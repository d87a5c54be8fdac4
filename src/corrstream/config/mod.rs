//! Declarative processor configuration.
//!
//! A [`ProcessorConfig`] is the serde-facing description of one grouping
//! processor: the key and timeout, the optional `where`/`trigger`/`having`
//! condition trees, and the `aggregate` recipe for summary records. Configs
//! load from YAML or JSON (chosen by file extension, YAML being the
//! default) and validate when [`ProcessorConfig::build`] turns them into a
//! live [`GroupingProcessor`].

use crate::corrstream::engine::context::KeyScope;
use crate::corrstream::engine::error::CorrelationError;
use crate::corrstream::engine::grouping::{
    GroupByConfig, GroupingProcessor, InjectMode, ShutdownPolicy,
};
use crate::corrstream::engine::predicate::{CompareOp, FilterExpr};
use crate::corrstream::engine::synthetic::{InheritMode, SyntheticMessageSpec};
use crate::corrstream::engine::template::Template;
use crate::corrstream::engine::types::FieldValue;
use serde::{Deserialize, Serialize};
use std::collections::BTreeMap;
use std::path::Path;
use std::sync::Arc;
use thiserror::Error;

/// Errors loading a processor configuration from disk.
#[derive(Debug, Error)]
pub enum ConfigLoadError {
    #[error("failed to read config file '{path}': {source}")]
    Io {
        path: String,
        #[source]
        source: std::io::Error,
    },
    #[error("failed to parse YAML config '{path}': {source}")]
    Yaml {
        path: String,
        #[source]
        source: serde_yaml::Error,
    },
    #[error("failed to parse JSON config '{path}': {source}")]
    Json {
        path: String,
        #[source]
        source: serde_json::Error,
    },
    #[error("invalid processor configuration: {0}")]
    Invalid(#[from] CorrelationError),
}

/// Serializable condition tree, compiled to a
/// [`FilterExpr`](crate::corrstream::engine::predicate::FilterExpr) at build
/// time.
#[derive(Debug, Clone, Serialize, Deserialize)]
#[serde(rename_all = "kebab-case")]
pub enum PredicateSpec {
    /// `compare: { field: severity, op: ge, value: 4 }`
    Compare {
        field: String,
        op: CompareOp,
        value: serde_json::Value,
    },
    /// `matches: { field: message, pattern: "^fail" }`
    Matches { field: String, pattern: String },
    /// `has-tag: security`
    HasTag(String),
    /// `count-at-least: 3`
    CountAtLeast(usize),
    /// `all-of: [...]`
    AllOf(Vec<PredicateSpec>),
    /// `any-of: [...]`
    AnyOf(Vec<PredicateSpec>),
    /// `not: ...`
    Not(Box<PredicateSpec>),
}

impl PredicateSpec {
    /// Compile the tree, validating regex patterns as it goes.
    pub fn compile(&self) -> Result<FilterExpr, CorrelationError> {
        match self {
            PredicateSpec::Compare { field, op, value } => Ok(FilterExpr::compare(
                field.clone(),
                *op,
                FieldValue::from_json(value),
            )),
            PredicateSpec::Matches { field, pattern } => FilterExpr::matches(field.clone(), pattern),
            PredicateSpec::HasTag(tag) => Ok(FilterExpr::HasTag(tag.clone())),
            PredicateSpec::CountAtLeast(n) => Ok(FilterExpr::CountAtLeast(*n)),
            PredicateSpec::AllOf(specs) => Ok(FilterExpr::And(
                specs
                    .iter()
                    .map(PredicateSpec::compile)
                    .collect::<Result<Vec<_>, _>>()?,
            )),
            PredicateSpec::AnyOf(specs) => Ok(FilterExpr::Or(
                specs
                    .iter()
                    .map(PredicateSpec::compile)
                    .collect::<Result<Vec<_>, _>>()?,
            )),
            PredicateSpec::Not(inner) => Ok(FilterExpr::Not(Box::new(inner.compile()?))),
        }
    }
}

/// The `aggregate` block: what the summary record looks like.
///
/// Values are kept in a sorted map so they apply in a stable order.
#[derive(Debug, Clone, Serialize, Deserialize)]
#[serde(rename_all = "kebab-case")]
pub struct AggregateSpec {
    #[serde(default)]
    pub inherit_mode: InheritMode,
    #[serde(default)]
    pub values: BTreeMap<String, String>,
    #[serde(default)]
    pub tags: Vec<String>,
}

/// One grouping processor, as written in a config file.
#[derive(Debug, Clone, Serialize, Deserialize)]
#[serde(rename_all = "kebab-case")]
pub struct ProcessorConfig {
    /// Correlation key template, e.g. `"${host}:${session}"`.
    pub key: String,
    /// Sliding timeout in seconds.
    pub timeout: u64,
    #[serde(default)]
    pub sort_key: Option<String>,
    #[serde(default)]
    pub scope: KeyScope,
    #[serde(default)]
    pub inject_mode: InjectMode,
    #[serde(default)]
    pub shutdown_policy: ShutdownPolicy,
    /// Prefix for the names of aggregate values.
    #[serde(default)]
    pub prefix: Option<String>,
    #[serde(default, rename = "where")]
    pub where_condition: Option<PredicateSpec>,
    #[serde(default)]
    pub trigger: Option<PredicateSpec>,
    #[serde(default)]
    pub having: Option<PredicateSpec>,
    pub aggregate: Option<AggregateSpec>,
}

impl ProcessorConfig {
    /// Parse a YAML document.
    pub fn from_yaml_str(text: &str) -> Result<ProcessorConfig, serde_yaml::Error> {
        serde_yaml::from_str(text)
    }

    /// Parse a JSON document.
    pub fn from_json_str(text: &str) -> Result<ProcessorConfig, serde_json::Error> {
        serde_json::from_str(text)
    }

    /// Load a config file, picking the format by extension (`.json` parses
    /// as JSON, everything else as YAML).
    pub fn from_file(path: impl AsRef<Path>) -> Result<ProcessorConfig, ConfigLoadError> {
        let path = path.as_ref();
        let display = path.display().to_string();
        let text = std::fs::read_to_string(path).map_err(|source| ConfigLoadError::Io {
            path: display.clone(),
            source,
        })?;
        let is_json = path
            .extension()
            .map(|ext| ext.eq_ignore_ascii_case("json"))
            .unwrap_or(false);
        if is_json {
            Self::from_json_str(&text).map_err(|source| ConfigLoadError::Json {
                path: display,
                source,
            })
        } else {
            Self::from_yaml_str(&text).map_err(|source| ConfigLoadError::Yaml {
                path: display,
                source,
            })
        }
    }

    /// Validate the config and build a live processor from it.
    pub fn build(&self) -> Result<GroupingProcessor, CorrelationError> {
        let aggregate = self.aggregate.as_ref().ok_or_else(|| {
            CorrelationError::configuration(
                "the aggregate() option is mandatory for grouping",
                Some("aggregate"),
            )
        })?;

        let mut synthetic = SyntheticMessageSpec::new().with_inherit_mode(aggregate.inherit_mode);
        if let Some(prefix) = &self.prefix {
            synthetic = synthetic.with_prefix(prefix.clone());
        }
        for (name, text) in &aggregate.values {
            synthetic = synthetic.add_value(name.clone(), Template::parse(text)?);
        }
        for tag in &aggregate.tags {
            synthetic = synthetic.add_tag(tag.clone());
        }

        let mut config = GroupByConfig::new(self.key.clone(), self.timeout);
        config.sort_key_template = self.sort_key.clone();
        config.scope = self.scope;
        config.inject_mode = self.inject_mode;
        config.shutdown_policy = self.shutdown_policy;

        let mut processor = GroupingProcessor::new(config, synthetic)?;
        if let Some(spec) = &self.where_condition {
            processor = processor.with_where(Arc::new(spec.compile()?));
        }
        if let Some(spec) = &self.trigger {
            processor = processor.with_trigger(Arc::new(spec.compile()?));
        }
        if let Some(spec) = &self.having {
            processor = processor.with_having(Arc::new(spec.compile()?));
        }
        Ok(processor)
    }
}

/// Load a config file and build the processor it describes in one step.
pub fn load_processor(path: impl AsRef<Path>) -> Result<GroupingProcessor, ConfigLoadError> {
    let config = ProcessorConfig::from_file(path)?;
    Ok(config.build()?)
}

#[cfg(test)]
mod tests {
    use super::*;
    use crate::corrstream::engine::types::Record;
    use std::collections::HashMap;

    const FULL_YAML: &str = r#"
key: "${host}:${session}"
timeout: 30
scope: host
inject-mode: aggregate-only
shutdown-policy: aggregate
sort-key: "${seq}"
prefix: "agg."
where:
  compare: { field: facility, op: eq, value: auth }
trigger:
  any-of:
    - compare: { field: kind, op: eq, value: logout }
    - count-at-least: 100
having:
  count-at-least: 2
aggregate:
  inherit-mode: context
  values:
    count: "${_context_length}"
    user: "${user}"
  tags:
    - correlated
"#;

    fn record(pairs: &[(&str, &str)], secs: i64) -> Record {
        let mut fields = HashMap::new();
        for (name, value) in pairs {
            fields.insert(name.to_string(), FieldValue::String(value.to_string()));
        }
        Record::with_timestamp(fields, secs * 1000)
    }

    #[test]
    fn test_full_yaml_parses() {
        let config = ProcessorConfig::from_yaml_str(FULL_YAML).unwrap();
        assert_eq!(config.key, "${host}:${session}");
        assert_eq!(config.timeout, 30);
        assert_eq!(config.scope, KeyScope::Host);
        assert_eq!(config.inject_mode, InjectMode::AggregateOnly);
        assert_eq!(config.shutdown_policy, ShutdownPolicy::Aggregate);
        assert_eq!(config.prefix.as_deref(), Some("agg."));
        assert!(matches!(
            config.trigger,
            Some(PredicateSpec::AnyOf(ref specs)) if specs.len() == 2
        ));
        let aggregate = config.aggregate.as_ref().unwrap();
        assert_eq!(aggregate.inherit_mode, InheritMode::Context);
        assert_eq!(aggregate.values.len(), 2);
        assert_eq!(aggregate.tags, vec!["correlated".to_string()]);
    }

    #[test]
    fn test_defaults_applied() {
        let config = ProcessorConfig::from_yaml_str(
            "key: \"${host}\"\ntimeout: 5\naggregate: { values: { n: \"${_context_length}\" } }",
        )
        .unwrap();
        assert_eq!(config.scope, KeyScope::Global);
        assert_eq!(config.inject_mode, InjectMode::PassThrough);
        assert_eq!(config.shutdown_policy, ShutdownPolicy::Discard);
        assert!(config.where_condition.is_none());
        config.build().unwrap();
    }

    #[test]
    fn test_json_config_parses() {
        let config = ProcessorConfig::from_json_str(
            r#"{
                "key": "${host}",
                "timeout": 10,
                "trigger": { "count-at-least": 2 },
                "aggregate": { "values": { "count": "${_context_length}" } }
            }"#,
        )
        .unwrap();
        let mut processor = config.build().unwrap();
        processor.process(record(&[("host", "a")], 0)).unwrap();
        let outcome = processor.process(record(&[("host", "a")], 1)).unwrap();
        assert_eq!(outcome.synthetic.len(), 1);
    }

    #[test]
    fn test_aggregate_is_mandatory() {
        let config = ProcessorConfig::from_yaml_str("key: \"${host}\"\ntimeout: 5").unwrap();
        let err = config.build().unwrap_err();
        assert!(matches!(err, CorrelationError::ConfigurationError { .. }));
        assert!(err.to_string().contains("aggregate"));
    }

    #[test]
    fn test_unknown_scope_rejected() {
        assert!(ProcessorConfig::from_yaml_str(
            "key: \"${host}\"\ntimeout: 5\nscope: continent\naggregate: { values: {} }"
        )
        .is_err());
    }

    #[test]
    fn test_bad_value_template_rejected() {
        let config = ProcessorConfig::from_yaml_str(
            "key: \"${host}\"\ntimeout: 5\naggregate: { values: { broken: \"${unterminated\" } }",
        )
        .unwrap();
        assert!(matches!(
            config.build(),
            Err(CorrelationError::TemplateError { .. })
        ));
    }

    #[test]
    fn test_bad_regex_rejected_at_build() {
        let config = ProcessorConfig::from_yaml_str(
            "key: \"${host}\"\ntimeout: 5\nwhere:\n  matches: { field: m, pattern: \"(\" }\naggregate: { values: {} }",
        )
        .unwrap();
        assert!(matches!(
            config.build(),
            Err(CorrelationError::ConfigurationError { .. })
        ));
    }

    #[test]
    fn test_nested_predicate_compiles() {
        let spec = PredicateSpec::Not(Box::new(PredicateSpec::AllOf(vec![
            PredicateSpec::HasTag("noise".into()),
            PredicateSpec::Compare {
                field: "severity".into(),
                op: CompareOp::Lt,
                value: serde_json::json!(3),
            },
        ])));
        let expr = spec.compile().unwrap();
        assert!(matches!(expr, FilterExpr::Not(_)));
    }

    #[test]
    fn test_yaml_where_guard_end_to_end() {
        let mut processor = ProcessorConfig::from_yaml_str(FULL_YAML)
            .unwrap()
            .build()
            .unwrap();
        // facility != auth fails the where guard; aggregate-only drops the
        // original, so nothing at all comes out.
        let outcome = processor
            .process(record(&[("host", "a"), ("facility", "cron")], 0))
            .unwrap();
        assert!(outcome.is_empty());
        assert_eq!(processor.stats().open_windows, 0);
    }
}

##############################

**Brief**
From the top of the material above, print every line exactly, ending with the line that holds "#[derive(Debug, Error)]".

**Solution for this problem**
repository d87a5c54be8fdac4
filename src/corrstream/config/mod.rs
//! Declarative processor configuration.
//!
//! A [`ProcessorConfig`] is the serde-facing description of one grouping
//! processor: the key and timeout, the optional `where`/`trigger`/`having`
//! condition trees, and the `aggregate` recipe for summary records. Configs
//! load from YAML or JSON (chosen by file extension, YAML being the
//! default) and validate when [`ProcessorConfig::build`] turns them into a
//! live [`GroupingProcessor`].

use crate::corrstream::engine::context::KeyScope;
use crate::corrstream::engine::error::CorrelationError;
use crate::corrstream::engine::grouping::{
    GroupByConfig, GroupingProcessor, InjectMode, ShutdownPolicy,
};
use crate::corrstream::engine::predicate::{CompareOp, FilterExpr};
use crate::corrstream::engine::synthetic::{InheritMode, SyntheticMessageSpec};
use crate::corrstream::engine::template::Template;
use crate::corrstream::engine::types::FieldValue;
use serde::{Deserialize, Serialize};
use std::collections::BTreeMap;
use std::path::Path;
use std::sync::Arc;
use thiserror::Error;

/// Errors loading a processor configuration from disk.
#[derive(Debug, Error)]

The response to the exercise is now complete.